Dans la lignée de cette tradition radicale, le communiste de Gauche italien Amadeo Bordiga a écrit un texte en réponse à l’engouement de l’après Seconde Guerre pour les grands ensembles et les gratte-ciels, une mode revenue en force ces dernières années malgré une série de désastres et malgré l’évidence que vivre dans un grand ensemble exacerbe l’atomisation de la vie urbaine et génère toutes sortes de difficultés sociales et psychologiques. Pour Bordiga, les grands ensembles sont un symbole puissant de la tendance du capitalisme à entasser le plus possible d’êtres humains dans un espace aussi limité que possible, et il n’a pas de mots assez durs pour les architectes “brutalistes” qui en chantaient les louanges 4. “Verticalisme, tel est le nom de cette doctrine difforme  ; le capitalisme est verticaliste”.

Le communisme, au contraire, serait horizontal. Plus loin, dans le même article, il explique ce qu’il veut dire par là  :

“Quand, après avoir écrasé par la force cette dictature chaque jour plus obscène, il sera possible de subordonner chaque solution et chaque plan à l’amélioration des conditions du travail vivant, en façonnant dans ce but ce qui est du travail mort, le capital constant, l’infrastructure que l’espèce homme a donnée au cours des siècles et continue de donner à la croûte terrestre, alors le verticalisme brut des monstres de ciment sera ridiculisé et supprimé, et dans les immenses étendues d’espace horizontal, les villes géantes une fois dégonflées, la force et l’intelligence de l’animal-homme tendront progressivement à rendre uniformes sur les terres habitables la densité de la vie et celle du travail  ; et ces forces seront désormais en harmonie, et non plus farouchement ennemies comme dans la civilisation difforme d’aujourd’hui, où elles ne sont réunies que par le spectre de la servitude et de la faim.”

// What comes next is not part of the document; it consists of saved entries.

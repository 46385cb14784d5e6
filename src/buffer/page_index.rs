//! Page index - maps resident pages to their frames.

use std::collections::HashMap;

use crate::common::{Error, FrameId, PageKey, Result};

/// `PageKey → FrameId` map for every resident page.
///
/// The manager keeps this mutually consistent with the frame table: an
/// entry exists iff the named frame is valid and holds that page. Misses
/// are `None`, not errors: "not cached" is the normal case, not an
/// exceptional one.
pub(crate) struct PageIndex {
    map: HashMap<PageKey, FrameId>,
}

impl PageIndex {
    /// Create an index sized for a pool of `capacity` frames.
    ///
    /// Sized at a small multiple of the frame count so lookups stay O(1)
    /// without rehashing: the map can never hold more entries than there
    /// are frames.
    pub(crate) fn with_frame_capacity(capacity: usize) -> Self {
        Self {
            map: HashMap::with_capacity(capacity * 2),
        }
    }

    /// Register a new mapping.
    ///
    /// # Errors
    /// `DuplicateEntry` if the key is already present. The same page is
    /// never legitimately inserted twice, so callers propagate this as a
    /// definite failure.
    pub(crate) fn insert(&mut self, key: PageKey, frame_id: FrameId) -> Result<()> {
        if self.map.contains_key(&key) {
            return Err(Error::DuplicateEntry(key));
        }
        self.map.insert(key, frame_id);
        Ok(())
    }

    /// The frame holding the given page, if resident.
    #[inline]
    pub(crate) fn lookup(&self, key: PageKey) -> Option<FrameId> {
        self.map.get(&key).copied()
    }

    /// Remove a mapping, returning the frame it pointed at.
    ///
    /// `None` means the entry was already gone; callers that expect
    /// idempotence treat that as "already removed".
    #[inline]
    pub(crate) fn remove(&mut self, key: PageKey) -> Option<FrameId> {
        self.map.remove(&key)
    }

    /// Number of resident pages.
    #[inline]
    pub(crate) fn len(&self) -> usize {
        self.map.len()
    }
}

Courant Communiste International - http://fr.internationalism.org

1 Dans la vision capitaliste d’État de Corbyn, la réquisition de bâtiments n’est pas le résultat d’une auto-initiative de la classe ouvrière, mais une mesure légale prise par l’État, la même chose que réquisitionner des bâtiments en temps de guerre.

2 La question du logement.

3 Idem.

4 Amadeo Bordiga était architecte de formation.